Musei del cibo nel parmense: si riparte con il ricco “menu” di settembre

Ripartono anche le visite guidate per gruppi (per un massimo di 20 persone). A Monticelli “Parmigiano Reggiano in Festa” il 13 settembre

di Donato Troiano

Ultima Modifica: 02/09/2020

In questo mese di settembre riprendono, come ogni anno,  le aperture ordinarie dei Musei del Cibo secondo gli orari e le modalità consuete: sabato, domenica e festivi con apertura al pubblico dalle 10 alle 18 (continuato o spezzato a secondo della struttura, vedi il sito www.museidelcibo.it); le aperture nei giorni feriali rimangono su appuntamento. Non è quindi più obbligatorio prenotare la visita, a meno che non si tratti di un gruppo.

Ripartono anche le visite guidate per gruppi (per un massimo di 20 persone). Per le scuole che intendessero visitare i musei esiste la convenzione con Tep per il trasporto da scuola a Museo e ritorno al costo di 5 € a testa, con pullman riservato.

Rimangono alcune misure fondamentali per garantire la sicurezza: l’ingresso con mascherina è obbligatorio, così come la disinfezione delle mani al momento dell’accesso; non sono invece necessari i guanti.

Tutte le domeniche una visita guidata gratuita

Mentre si riaprono le scuole ci piace ricordare una dichiarazione del  presidente dei Musei del Cibo,  Mario Marini:Vorremmo che i Musei del Cibo diventassero una tappa fissa della formazione di ogni bambino e di ogni ragazzo di Parma e provincia. Dovremo far crescere il legame con i più giovani, farli diventare custodi e ambasciatori della nostra cultura. Non conoscere la genesi dei nostri prodotti è come non sapere dove è il Duomo di Parma”.

Da ricordare inoltre che tutte le domenichealle 16, in ogni museo si potrà approfittare di una visita guidata gratuita (pagando solamente il prezzo del biglietto). La promozione vale per tutto settembre, mese in cui in città va in scena il settembre gastronomico.

Si ritorna così alla normalità, dopo l’ampia attività virtuale dei Musei, ideata per il periodo di chiusura durante il lockdown con iniziative per tutti, dalle ricette, ai racconti, dalle storie, ai giochi e persino ai laboratori interattivi in diretta.

In particolare ritornano anche le attività nei Musei: a Monticelli, a “Parmigiano Reggiano in Festa” e a Soragna al Museo del Parmigiano Reggiano.

Museo del Parmigiano Reggiano

Durante il periodo di lockdown, i Musei del Cibo hanno lanciato un’iniziativa per raccogliere tante “tovagliette” fatte dai bambini e dai ragazzi con le quali allestire una lunga tavola, una tavola lunga come un museo, intorno alla quale stare idealmente insieme, ognuno con il proprio piatto preferito.
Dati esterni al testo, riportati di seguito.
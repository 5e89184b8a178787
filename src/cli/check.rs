//! Preflight health check for the `check` command.
//!
//! Verifies everything the fleet needs before it starts: the credential
//! file, the encryption key and its permissions, the signing secret, and
//! reachability of the remote service. Critical failures exit non-zero.

use std::time::Duration;

use crate::settings::Settings;
use crate::token::store::TokenStore;

/// Outcome of one check.
enum Status {
    Pass,
    Warn,
    Fail,
}

struct Report {
    critical_failures: u32,
    warnings: u32,
}

impl Report {
    fn new() -> Self {
        Self {
            critical_failures: 0,
            warnings: 0,
        }
    }

    fn record(&mut self, status: Status, message: &str) {
        match status {
            Status::Pass => println!("  ok    {message}"),
            Status::Warn => {
                self.warnings += 1;
                println!("  warn  {message}");
            }
            Status::Fail => {
                self.critical_failures += 1;
                println!("  FAIL  {message}");
            }
        }
    }
}

/// Run all preflight checks.
pub async fn run_check(settings: &Settings) -> anyhow::Result<()> {
    println!("Preflight checks");
    println!();

    let mut report = Report::new();
    check_signing_secret(settings, &mut report);
    check_key_file(settings, &mut report);
    check_tokens(settings, &mut report).await;
    check_connectivity(settings, &mut report).await;

    println!();
    if report.critical_failures > 0 {
        anyhow::bail!(
            "{} critical failure(s), {} warning(s)",
            report.critical_failures,
            report.warnings
        );
    }
    println!(
        "All checks passed ({} warning(s))",
        report.warnings
    );
    Ok(())
}

fn check_signing_secret(settings: &Settings, report: &mut Report) {
    if settings.signing_secret.is_some() {
        report.record(Status::Pass, "signing secret is configured");
    } else {
        report.record(
            Status::Fail,
            "WALLET_PRIVATE_KEY is not set; credential refresh cannot work",
        );
    }
    if settings.public_key.is_none() {
        report.record(Status::Warn, "WALLET_PUBLIC_KEY is not set");
    }
}

fn check_key_file(settings: &Settings, report: &mut Report) {
    if !settings.key_file.exists() {
        report.record(
            Status::Pass,
            &format!(
                "key file {} does not exist yet, will be created on first use",
                settings.key_file.display()
            ),
        );
        return;
    }

    #[cfg(unix)]
    {
        use std::os::unix::fs::PermissionsExt as _;
        match std::fs::metadata(&settings.key_file) {
            Ok(meta) if meta.permissions().mode() & 0o077 == 0 => {
                report.record(
                    Status::Pass,
                    &format!("key file {} is owner-only", settings.key_file.display()),
                );
            }
            Ok(_) => report.record(
                Status::Warn,
                &format!(
                    "key file {} is readable by others; chmod 600 it",
                    settings.key_file.display()
                ),
            ),
            Err(e) => report.record(
                Status::Fail,
                &format!("cannot stat key file {}: {e}", settings.key_file.display()),
            ),
        }
    }

    #[cfg(not(unix))]
    report.record(
        Status::Pass,
        &format!("key file {} exists", settings.key_file.display()),
    );
}

async fn check_tokens(settings: &Settings, report: &mut Report) {
    if !settings.tokens_file.exists() {
        report.record(
            Status::Fail,
            &format!(
                "token file {} does not exist; add credentials with `nebula-fleet tokens add`",
                settings.tokens_file.display()
            ),
        );
        return;
    }

    match TokenStore::open(&settings.tokens_file, &settings.key_file) {
        Ok(store) if store.is_empty() => report.record(
            Status::Fail,
            &format!(
                "token file {} holds no usable credentials",
                settings.tokens_file.display()
            ),
        ),
        Ok(store) => report.record(
            Status::Pass,
            &format!("{} usable credential(s) loaded", store.len()),
        ),
        Err(e) => report.record(
            Status::Fail,
            &format!("cannot open token store: {e}"),
        ),
    }
}

async fn check_connectivity(settings: &Settings, report: &mut Report) {
    let client = match reqwest::Client::builder()
        .timeout(Duration::from_secs(5))
        .build()
    {
        Ok(client) => client,
        Err(e) => {
            report.record(Status::Fail, &format!("cannot build HTTP client: {e}"));
            return;
        }
    };

    // Any HTTP response counts as reachable; only transport errors matter.
    match client.get(&settings.base_url).send().await {
        Ok(_) => report.record(
            Status::Pass,
            &format!("service {} is reachable", settings.base_url),
        ),
        Err(e) => report.record(
            Status::Warn,
            &format!("service {} is not reachable: {e}", settings.base_url),
        ),
    }
}
use clap::Parser as _;
use tracing_subscriber::EnvFilter;

use nebula_fleet::cli::{Cli, Command, check, run, tokens};
use nebula_fleet::settings::Settings;

#[tokio::main]
async fn main() -> anyhow::Result<()> {
    dotenvy::dotenv().ok();
    tracing_subscriber::fmt()
        .with_env_filter(
            EnvFilter::try_from_default_env().unwrap_or_else(|_| EnvFilter::new("info")),
        )
        .init();

    let cli = Cli::parse();
    let settings = Settings::load();

    match cli.command.unwrap_or(Command::Run) {
        Command::Run => run::run_fleet(settings).await,
        Command::Tokens { cmd } => tokens::run_tokens_command(cmd, &settings).await,
        Command::Check => check::run_check(&settings).await,
    }
}
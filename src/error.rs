use thiserror::Error;

/// Failure taxonomy for the whole engine.
///
/// Client calls, the renderer, and the voice pipeline all report through
/// this one enum so the notifier can turn a failure into actionable text
/// without string matching.
#[derive(Debug, Error)]
pub enum AssistError {
    #[error("no API token configured")]
    Configuration,

    #[error("analysis service unreachable: {0}")]
    Network(String),

    #[error("request timed out after {0}s")]
    Timeout(u64),

    #[error("analysis service returned HTTP {status}")]
    Http { status: u16 },

    #[error("malformed response from analysis service: {0}")]
    Protocol(String),

    #[error("issue span {start}..{end} crosses a node boundary")]
    RangeMapping { start: usize, end: usize },

    #[error("microphone unavailable: {0}")]
    Device(String),
}

impl AssistError {
    /// One-line, user-facing text for a notification. Distinguishes
    /// "unreachable" from "bad credential" from "timed out" so the user
    /// knows what to fix.
    pub fn notification_text(&self) -> String {
        match self {
            AssistError::Configuration => {
                "Writing assistant is not configured. Set your API token in settings.".to_string()
            }
            AssistError::Network(_) => {
                "Writing assistant service is unreachable. Is the local server running?".to_string()
            }
            AssistError::Timeout(secs) => {
                format!("Writing assistant request timed out after {}s.", secs)
            }
            AssistError::Http { status: 401 } => {
                "Writing assistant rejected your API token. Check it in settings.".to_string()
            }
            AssistError::Http { status } => {
                format!("Writing assistant service returned an error (HTTP {}).", status)
            }
            AssistError::Protocol(_) => {
                "Writing assistant service sent an unexpected response.".to_string()
            }
            AssistError::RangeMapping { .. } => {
                "Some annotations could not be placed.".to_string()
            }
            AssistError::Device(reason) => {
                format!("Microphone unavailable: {}", reason)
            }
        }
    }
}
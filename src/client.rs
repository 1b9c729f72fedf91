use crate::error::AssistError;
use crate::settings::Settings;
use log::debug;
use reqwest::multipart::{Form, Part};
use serde::{Deserialize, Serialize};
use std::time::Duration;

/// Credential header expected by every authenticated endpoint.
pub const AUTH_HEADER: &str = "X-Local-Auth";

/// One problem the analysis service found, addressed as a half-open
/// character range `[start, end)` into the checked text.
#[derive(Debug, Clone, PartialEq, Serialize, Deserialize)]
pub struct Issue {
    pub start: usize,
    pub end: usize,
    pub message: String,
    #[serde(default)]
    pub replacements: Vec<String>,
    #[serde(default)]
    pub rule_id: Option<String>,
    #[serde(default)]
    pub category: Option<String>,
}

#[derive(Debug, Clone, Deserialize)]
pub struct ServiceHealth {
    pub ok: bool,
    #[serde(default)]
    pub message: Option<String>,
    #[serde(default)]
    pub version: Option<String>,
}

#[derive(Debug, Clone, Copy, PartialEq, Eq, Serialize, Deserialize)]
#[serde(rename_all = "lowercase")]
pub enum RewriteMode {
    Fix,
    Concise,
    Formal,
    Friendly,
}

impl RewriteMode {
    pub fn as_str(&self) -> &'static str {
        match self {
            RewriteMode::Fix => "fix",
            RewriteMode::Concise => "concise",
            RewriteMode::Formal => "formal",
            RewriteMode::Friendly => "friendly",
        }
    }
}

impl std::str::FromStr for RewriteMode {
    type Err = String;

    fn from_str(s: &str) -> Result<Self, Self::Err> {
        match s {
            "fix" => Ok(RewriteMode::Fix),
            "concise" => Ok(RewriteMode::Concise),
            "formal" => Ok(RewriteMode::Formal),
            "friendly" => Ok(RewriteMode::Friendly),
            other => Err(format!(
                "unknown rewrite mode '{}' (expected fix, concise, formal or friendly)",
                other
            )),
        }
    }
}

impl std::fmt::Display for RewriteMode {
    fn fmt(&self, f: &mut std::fmt::Formatter<'_>) -> std::fmt::Result {
        f.write_str(self.as_str())
    }
}

/// Passive tone readout for the toolbar.
#[derive(Debug, Clone, PartialEq)]
pub struct ToneReport {
    pub sentiment: String,
    pub formality: String,
    pub confidence: f64,
}

#[derive(Serialize)]
struct CheckRequest<'a> {
    text: &'a str,
    language: &'a str,
}

#[derive(Deserialize)]
struct CheckResponse {
    issues: Vec<Issue>,
}

#[derive(Serialize)]
struct RewriteRequest<'a> {
    text: &'a str,
    mode: RewriteMode,
}

#[derive(Deserialize)]
struct RewriteResponse {
    text: String,
}

#[derive(Serialize)]
struct ToneRequest<'a> {
    text: &'a str,
}

#[derive(Deserialize)]
struct ToneLabels {
    sentiment: String,
    formality: String,
}

#[derive(Deserialize)]
struct ToneResponse {
    labels: ToneLabels,
    confidence: f64,
}

#[derive(Deserialize)]
struct TranscribeResponse {
    text: String,
}

/// HTTP client for the local analysis service.
///
/// Every authenticated call fails fast with `Configuration` when no token
/// is set, without a network attempt. All calls share builder-level
/// connect and request timeouts; this layer never retries.
pub struct AssistClient {
    http: reqwest::Client,
    base_url: String,
    api_token: String,
    timeout_secs: u64,
}

impl AssistClient {
    pub fn new(settings: &Settings) -> Result<Self, AssistError> {
        let timeout_secs = settings.request_timeout_secs.max(1);
        let http = reqwest::Client::builder()
            .connect_timeout(Duration::from_secs(timeout_secs))
            .timeout(Duration::from_secs(timeout_secs))
            .build()
            .map_err(|e| AssistError::Network(format!("failed to build HTTP client: {}", e)))?;

        Ok(Self {
            http,
            base_url: settings.endpoint.trim_end_matches('/').to_string(),
            api_token: settings.api_token.clone(),
            timeout_secs,
        })
    }

    fn url(&self, path: &str) -> String {
        format!("{}{}", self.base_url, path)
    }

    fn require_token(&self) -> Result<(), AssistError> {
        if self.api_token.trim().is_empty() {
            return Err(AssistError::Configuration);
        }
        Ok(())
    }

    fn send_error(&self, e: reqwest::Error) -> AssistError {
        if e.is_timeout() {
            AssistError::Timeout(self.timeout_secs)
        } else {
            AssistError::Network(e.to_string())
        }
    }

    fn check_status(response: &reqwest::Response) -> Result<(), AssistError> {
        let status = response.status();
        if !status.is_success() {
            return Err(AssistError::Http {
                status: status.as_u16(),
            });
        }
        Ok(())
    }

    /// `GET /health`: unauthenticated liveness probe.
    pub async fn health(&self) -> Result<ServiceHealth, AssistError> {
        let url = self.url("/health");
        debug!("Checking service health at {}", url);

        let response = self
            .http
            .get(&url)
            .send()
            .await
            .map_err(|e| self.send_error(e))?;
        Self::check_status(&response)?;
        response
            .json::<ServiceHealth>()
            .await
            .map_err(|e| AssistError::Protocol(e.to_string()))
    }

    /// `POST /api/check`: grammar/style issues for `text`. Empty or
    /// whitespace-only text short-circuits to no issues without a request.
    pub async fn check(&self, text: &str, language: &str) -> Result<Vec<Issue>, AssistError> {
        self.require_token()?;
        if text.trim().is_empty() {
            return Ok(Vec::new());
        }

        let url = self.url("/api/check");
        debug!("Checking {} chars against {}", text.chars().count(), url);

        let response = self
            .http
            .post(&url)
            .header(AUTH_HEADER, &self.api_token)
            .json(&CheckRequest { text, language })
            .send()
            .await
            .map_err(|e| self.send_error(e))?;
        Self::check_status(&response)?;

        let parsed = response
            .json::<CheckResponse>()
            .await
            .map_err(|e| AssistError::Protocol(e.to_string()))?;

        for issue in &parsed.issues {
            if issue.start >= issue.end {
                return Err(AssistError::Protocol(format!(
                    "issue has empty or inverted span {}..{}",
                    issue.start, issue.end
                )));
            }
        }

        debug!("Service reported {} issues", parsed.issues.len());
        Ok(parsed.issues)
    }

    /// `POST /api/rewrite`: rewrite `text` in the given mode.
    pub async fn rewrite(&self, text: &str, mode: RewriteMode) -> Result<String, AssistError> {
        self.require_token()?;

        let url = self.url("/api/rewrite");
        debug!("Rewriting {} chars with mode '{}'", text.chars().count(), mode);

        let response = self
            .http
            .post(&url)
            .header(AUTH_HEADER, &self.api_token)
            .json(&RewriteRequest { text, mode })
            .send()
            .await
            .map_err(|e| self.send_error(e))?;
        Self::check_status(&response)?;

        let parsed = response
            .json::<RewriteResponse>()
            .await
            .map_err(|e| AssistError::Protocol(e.to_string()))?;
        Ok(parsed.text)
    }

    /// `POST /api/tone`: sentiment/formality readout for `text`.
    pub async fn tone(&self, text: &str) -> Result<ToneReport, AssistError> {
        self.require_token()?;

        let url = self.url("/api/tone");
        debug!("Analyzing tone of {} chars", text.chars().count());

        let response = self
            .http
            .post(&url)
            .header(AUTH_HEADER, &self.api_token)
            .json(&ToneRequest { text })
            .send()
            .await
            .map_err(|e| self.send_error(e))?;
        Self::check_status(&response)?;

        let parsed = response
            .json::<ToneResponse>()
            .await
            .map_err(|e| AssistError::Protocol(e.to_string()))?;
        Ok(ToneReport {
            sentiment: parsed.labels.sentiment,
            formality: parsed.labels.formality,
            confidence: parsed.confidence,
        })
    }

    /// `POST /api/transcribe`: multipart WAV upload, transcribed text back.
    pub async fn transcribe(
        &self,
        wav_data: Vec<u8>,
        language: &str,
    ) -> Result<String, AssistError> {
        self.require_token()?;

        let url = self.url("/api/transcribe");
        debug!("Uploading {} bytes of audio to {}", wav_data.len(), url);

        let audio_part = Part::bytes(wav_data)
            .file_name("audio.wav")
            .mime_str("audio/wav")
            .map_err(|e| AssistError::Protocol(format!("failed to build audio part: {}", e)))?;
        let form = Form::new()
            .part("audio", audio_part)
            .text("language", language.to_string());

        let response = self
            .http
            .post(&url)
            .header(AUTH_HEADER, &self.api_token)
            .multipart(form)
            .send()
            .await
            .map_err(|e| self.send_error(e))?;
        Self::check_status(&response)?;

        let parsed = response
            .json::<TranscribeResponse>()
            .await
            .map_err(|e| AssistError::Protocol(e.to_string()))?;
        Ok(parsed.text.trim().to_string())
    }
}
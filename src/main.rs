use anyhow::{anyhow, Result};
use clap::{Parser, Subcommand};
use redline::{AssistClient, RewriteMode, SettingsStore, SETTINGS_FILE_NAME};
use std::io::Read;
use std::path::PathBuf;
use std::str::FromStr;

#[derive(Parser, Debug)]
#[command(name = "redline", about = "Redline - writing assistant service console")]
struct CliArgs {
    /// Path to the settings file
    #[arg(long, default_value = SETTINGS_FILE_NAME)]
    settings: PathBuf,

    /// Enable debug mode with verbose logging
    #[arg(long)]
    debug: bool,

    #[command(subcommand)]
    command: Command,
}

#[derive(Subcommand, Debug)]
enum Command {
    /// Ping the analysis service
    Health,
    /// Check text for issues (reads stdin when no text is given)
    Check { text: Option<String> },
    /// Rewrite text in a given mode: fix, concise, formal or friendly
    Rewrite {
        #[arg(long, default_value = "fix")]
        mode: String,
        text: Option<String>,
    },
    /// Report the tone of a text
    Tone { text: Option<String> },
}

fn read_text(arg: Option<String>) -> Result<String> {
    match arg {
        Some(text) => Ok(text),
        None => {
            let mut buffer = String::new();
            std::io::stdin().read_to_string(&mut buffer)?;
            let trimmed = buffer.trim().to_string();
            if trimmed.is_empty() {
                return Err(anyhow!("no text given (argument or stdin)"));
            }
            Ok(trimmed)
        }
    }
}

#[tokio::main]
async fn main() -> Result<()> {
    let args = CliArgs::parse();

    let filter = if args.debug { "debug" } else { "info" };
    env_logger::Builder::from_env(env_logger::Env::default().default_filter_or(filter)).init();

    let store = SettingsStore::new(&args.settings);
    let settings = store.load_or_create();
    let client = AssistClient::new(&settings)?;

    match args.command {
        Command::Health => {
            let health = client.health().await?;
            println!(
                "service ok={} version={}",
                health.ok,
                health.version.as_deref().unwrap_or("unknown")
            );
        }
        Command::Check { text } => {
            let text = read_text(text)?;
            let issues = client.check(&text, &settings.language).await?;
            if issues.is_empty() {
                println!("no issues found");
            } else {
                for issue in &issues {
                    let hint = issue
                        .replacements
                        .first()
                        .map(|r| format!(" -> {}", r))
                        .unwrap_or_default();
                    println!("{}..{}: {}{}", issue.start, issue.end, issue.message, hint);
                }
                std::process::exit(1);
            }
        }
        Command::Rewrite { mode, text } => {
            let mode = RewriteMode::from_str(&mode).map_err(|e| anyhow!(e))?;
            let text = read_text(text)?;
            let rewritten = client.rewrite(&text, mode).await?;
            println!("{}", rewritten);
        }
        Command::Tone { text } => {
            let text = read_text(text)?;
            let report = client.tone(&text).await?;
            println!(
                "sentiment={} formality={} confidence={:.2}",
                report.sentiment, report.formality, report.confidence
            );
        }
    }

    Ok(())
}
Il video che dà le indicazioni di come preparare il proprio contributo si può vedere sul canale Youtube dei Musei (https://www.youtube.com/watch?v=Jc-sFSmeSvE ).

Durante “Parmigiano Reggiano in Festa” a Monticelli domenica 13 settembre alle 17 al Parco Hotel delle Rose, i Musei del Cibo proporranno il laboratorio “Bianco come il latte” per bambini e ragazzi dai 5 ai 12 anni. È un laboratorio da apprendisti “stregoni”, dove divertirsi a combinare ingredienti, vedere cosa ne esce e, soprattutto, a giocare con le sostanze ottenute. I partecipanti inoltre prepareranno le proprie tovagliette (fornite dai Musei) con le quali partecipare all’iniziativa.

I laboratori della durata di un’ora sono gratuiti, ma è obbligatoria la prenotazione e la mascherina (tel. ai numeri 0521 687759 o 0521 6877360 attivi dalle 9 alle 13; e-mail [email protected]).

Sabato 19 settembre, alle 15, al Museo di Parmigiano di Soragna, l’installazione con le tovagliette sarà inaugurata e aperta al pubblico e tutti i partecipanti potranno ritrovare il proprio posto a tavola. In quel pomeriggio l’ingresso al Museo sarà gratuito per tutti e sarà possibile partecipare al gioco “Un safari al museo”, a cura di ArcheoVEA, un’attività divertente, scovando le immagini di animali che si sono nascoste nei locali del Museo accompagnati, a piccoli gruppi, da una guida (ingresso e attività gratuiti; prenotazione obbligatoria per l’attività al numero 340/1939057 – Obbligatoria la mascherina).